#### Rewrite as a logarithmic equation

## How do you write a logarithmic function?

Then the logarithmic function is given by; f(x) = log _{b} x = y, where b is the base, y is the exponent and x is the argument. The function f (x) = log _{b} x is read as “log base b of x.” Logarithms are useful in mathematics because they enable us to perform calculations with very large numbers.

## How do you solve logarithmic equations step by step?

Solving Logarithmic EquationsStep 1: Use the rules of exponents to isolate a logarithmic expression (with the same base) on both sides of the equation.Step 2: Set the arguments equal to each other.Step 3: Solve the resulting equation.Step 4: Check your answers. Solve. Step 1: Use the properties of the logarithm to isolate the log on one side.

## What is an example of a logarithmic function?

For example, y = log2 8 can be rewritten as 2y = 8. Since 8 = 23 , we get y = 3. As mentioned in the beginning of this lesson, y represents the exponent, and it also represents the logarithm. Therefore, a logarithm is an exponent.

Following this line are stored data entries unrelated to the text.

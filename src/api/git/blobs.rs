//
//  tfgit
//  api/git/blobs.rs
//
//  Created by Ngonidzashe Mangudya on 2026/01/12.
//  Copyright (c) 2025 IAMNGONI. All rights reserved.
//

//! Blob operations, addressed by object id.
//!
//! All four operations share one location; the response type selects
//! between metadata, raw content and a zip archive.

use serde::{Deserialize, Serialize};

use crate::api::common::ApiError;
use crate::api::routing::{Operation, ProjectRef, QueryParams, RepoRef, RequestSpec};
use crate::api::GitClient;

#[derive(Debug, Clone, Default, PartialEq, Serialize, Deserialize)]
#[serde(rename_all = "camelCase")]
pub struct GitBlobRef {
    pub object_id: String,

    #[serde(default)]
    pub size: Option<u64>,

    #[serde(default, skip_serializing_if = "Option::is_none")]
    pub url: Option<String>,
}

/// Builds a single-blob request; `operation` is `GetBlob`, `GetBlobContent`
/// or `GetBlobZip`.
pub fn get_blob_request(
    operation: Operation,
    project: Option<&ProjectRef>,
    repository: &RepoRef,
    sha1: &str,
    download: Option<bool>,
    file_name: Option<&str>,
) -> Result<RequestSpec, ApiError> {
    let mut query = QueryParams::new();
    query
        .add_if_not_null("download", download)
        .add_if_not_empty("fileName", file_name);
    Ok(RequestSpec::for_repository(operation, project, repository)?
        .route("sha1", sha1)
        .query(query))
}

pub fn get_blobs_zip_request(
    project: Option<&ProjectRef>,
    repository: &RepoRef,
    blob_ids: &[String],
    filename: Option<&str>,
) -> Result<RequestSpec, ApiError> {
    let mut query = QueryParams::new();
    query.add_if_not_empty("filename", filename);
    RequestSpec::for_repository(Operation::GetBlobsZip, project, repository)?
        .query(query)
        .body(blob_ids)
}

impl GitClient {
    pub async fn get_blob(
        &self,
        project: Option<&ProjectRef>,
        repository: &RepoRef,
        sha1: &str,
        download: Option<bool>,
        file_name: Option<&str>,
    ) -> Result<GitBlobRef, ApiError> {
        let spec = get_blob_request(
            Operation::GetBlob,
            project,
            repository,
            sha1,
            download,
            file_name,
        )?;
        self.send_json(spec).await
    }

    /// Downloads a blob's raw bytes.
    pub async fn get_blob_content(
        &self,
        project: Option<&ProjectRef>,
        repository: &RepoRef,
        sha1: &str,
        download: Option<bool>,
        file_name: Option<&str>,
    ) -> Result<Vec<u8>, ApiError> {
        let spec = get_blob_request(
            Operation::GetBlobContent,
            project,
            repository,
            sha1,
            download,
            file_name,
        )?;
        self.send_bytes(spec).await
    }

    pub async fn get_blob_zip(
        &self,
        project: Option<&ProjectRef>,
        repository: &RepoRef,
        sha1: &str,
        download: Option<bool>,
        file_name: Option<&str>,
    ) -> Result<Vec<u8>, ApiError> {
        let spec = get_blob_request(
            Operation::GetBlobZip,
            project,
            repository,
            sha1,
            download,
            file_name,
        )?;
        self.send_bytes(spec).await
    }

    /// Downloads several blobs as one zip archive, named by object id.
    pub async fn get_blobs_zip(
        &self,
        project: Option<&ProjectRef>,
        repository: &RepoRef,
        blob_ids: &[String],
        filename: Option<&str>,
    ) -> Result<Vec<u8>, ApiError> {
        let spec = get_blobs_zip_request(project, repository, blob_ids, filename)?;
        self.send_bytes(spec).await
    }
}

#[cfg(test)]
mod tests {
    use super::*;
    use crate::api::git::testing;
    use crate::api::routing::{HttpVerb, MediaType};

    fn repo() -> RepoRef {
        RepoRef::from("widgets")
    }

    #[test]
    fn test_blob_query() {
        let spec =
            get_blob_request(Operation::GetBlobContent, None, &repo(), "abc", Some(true), None)
                .unwrap();
        assert_eq!(spec.route_values.get("sha1"), Some("abc"));
        assert_eq!(spec.query.pairs(), &[("download".to_string(), "true".to_string())]);
        assert_eq!(spec.endpoint.response_media, MediaType::OctetStream);
    }

    #[test]
    fn test_blobs_zip_posts_ids() {
        let ids = vec!["abc".to_string(), "def".to_string()];
        let spec = get_blobs_zip_request(None, &repo(), &ids, Some("blobs.zip")).unwrap();
        assert_eq!(spec.endpoint.verb, HttpVerb::Post);
        assert!(!spec.route_values.contains_key("sha1"));
        assert_eq!(spec.query.get("filename"), Some("blobs.zip"));
        assert_eq!(spec.body, Some(serde_json::json!(["abc", "def"])));
    }

    #[tokio::test]
    async fn test_blob_content_returns_raw_bytes() {
        let (client, _) = testing::client("\u{1}\u{2}binary");
        let bytes = client
            .get_blob_content(None, &repo(), "abc", None, None)
            .await
            .unwrap();
        assert_eq!(bytes, b"\x01\x02binary");
    }
}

## What is a logarithmic equation?

A logarithmic equation is an equation that involves the logarithm of an expression containing a variable. To solve exponential equations, first see whether you can write both sides of the equation as powers of the same number.

## What does a logarithmic equation look like?

The logarithmic function, , is spoken as “the log, base a, of x.” The logarithmic function is the inverse of the exponential function, so one can also think of logarithms by using exponential form. is the same operation as thinking “a to the y power equals x.” The common logarithmic function, written y = log x, has an

## How do you solve logarithmic equations with different bases?

How to Solve Logarithms With Different BasesStep 1: Change the Base to 10. Using the change of base formula, you have. Step 2: Solve for the Numerator and Denominator. Since your calculator is equipped to solve base-10 logarithms explicitly, you can quickly find that log 50 = 1.699 and log 2 = 0.3010.Step 3: Divide to Get the Solution. 1.699/0.3010 = 5.644.

## Can a logarithmic equation have a negative solution?

Logarithms cannot have non-positive arguments (that is, arguments which are negative or zero), but quadratics and other equations can have negative solutions. Each log in the equation had the same base, and each side of the log equation ended up with the value, so the solution “checks”.